Figure 2. ChIPseq analysis of the Foxo1 cistrome in IRF-4,8^−/− pre-B cells.

IRF-4,8^−/− pre-B cells were cultured under IL-7 Lo conditions. Cross-linked and sheared chromatin was immunoprecipitated with αFoxo1 antibodies and then the eluted DNA was processed for massively parallel sequencing. (a) Left; De novo motif analysis of Foxo1 target sequences. 11,772 Foxo1 target sites were identified using QuEST. The target sequences associated with the top 500 Foxo1 peaks were analyzed using MEME to identify overrepresented motifs within +/− 100 bp from the peak maxima. Sequence logo depicts the Foxo1 motif (P-value for motif significance; P = 1.75E-6) that was present in all 500 sequences analyzed. Right; Genomic distribution of Foxo1 target sites was analyzed using Cis-regulatory Element Annotation System (CEAS). (b) Union analysis was used to compare the Foxo1 cistrome with IL-7 regulated genes identified by genome-wide expression analysis.

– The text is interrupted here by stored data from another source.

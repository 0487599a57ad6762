use utoipa::{
    openapi::security::{Http, HttpAuthScheme, SecurityScheme},
    Modify, OpenApi,
};

use super::api::error::ErrorResponse;
use super::api::reading::{ReadingRequest, ReadingResponse};

#[derive(OpenApi)]
#[openapi(
    paths(
        super::api::chart::chart_params,
        super::api::chart::chart_image,
        super::api::reading::reading,
    ),
    components(
        schemas(
            ErrorResponse,
            ReadingRequest,
            ReadingResponse,
            crate::chart::ChartExport,
            crate::chart::BirthExport,
            crate::chart::PlanetPosition,
            crate::chart::HouseCusp,
            crate::chart::Significators,
            crate::chart::ChartParams,
            crate::chart::ParamValue,
            crate::reading::History,
            crate::reading::ChatTurn,
            crate::reading::ChatRole,
        )
    ),
    modifiers(&SecurityAddon),
    info(
        title = "Vedic Chart API",
        description = "Chart parameter derivation, chart images and readings",
        version = "0.1.0"
    ),
    tags(
        (name = "chart", description = "Chart parameters and images"),
        (name = "reading", description = "Language model readings")
    )
)]
pub struct ApiDoc;

struct SecurityAddon;

impl Modify for SecurityAddon {
    fn modify(&self, openapi: &mut utoipa::openapi::OpenApi) {
        if let Some(components) = openapi.components.as_mut() {
            components.add_security_scheme(
                "api_key",
                SecurityScheme::Http(Http::new(HttpAuthScheme::Bearer)),
            );
        }
    }
}
pub mod chart;
pub mod error;
pub mod reading;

The numbers within the circles indicate genes that are up regulated or down regulated by IL-7 signaling and also targeted by Foxo1. (c) and (d) Foxo1 binding peaks at the Rag1,2 and the Blnk, Dntt loci, respectively are depicted using Integrated Genome Browser (IGB). P and I denote Foxo1 binding peaks at promoter or intergenic regions, respectively. Pax5BS denotes a previously characterized Pax5 binding site¹⁹ that is also co-targeted by Foxo1. The y-axis shows the degree of target sequence enrichment in terms of normalized tag counts. Two independent ChIPseq experiments were performed.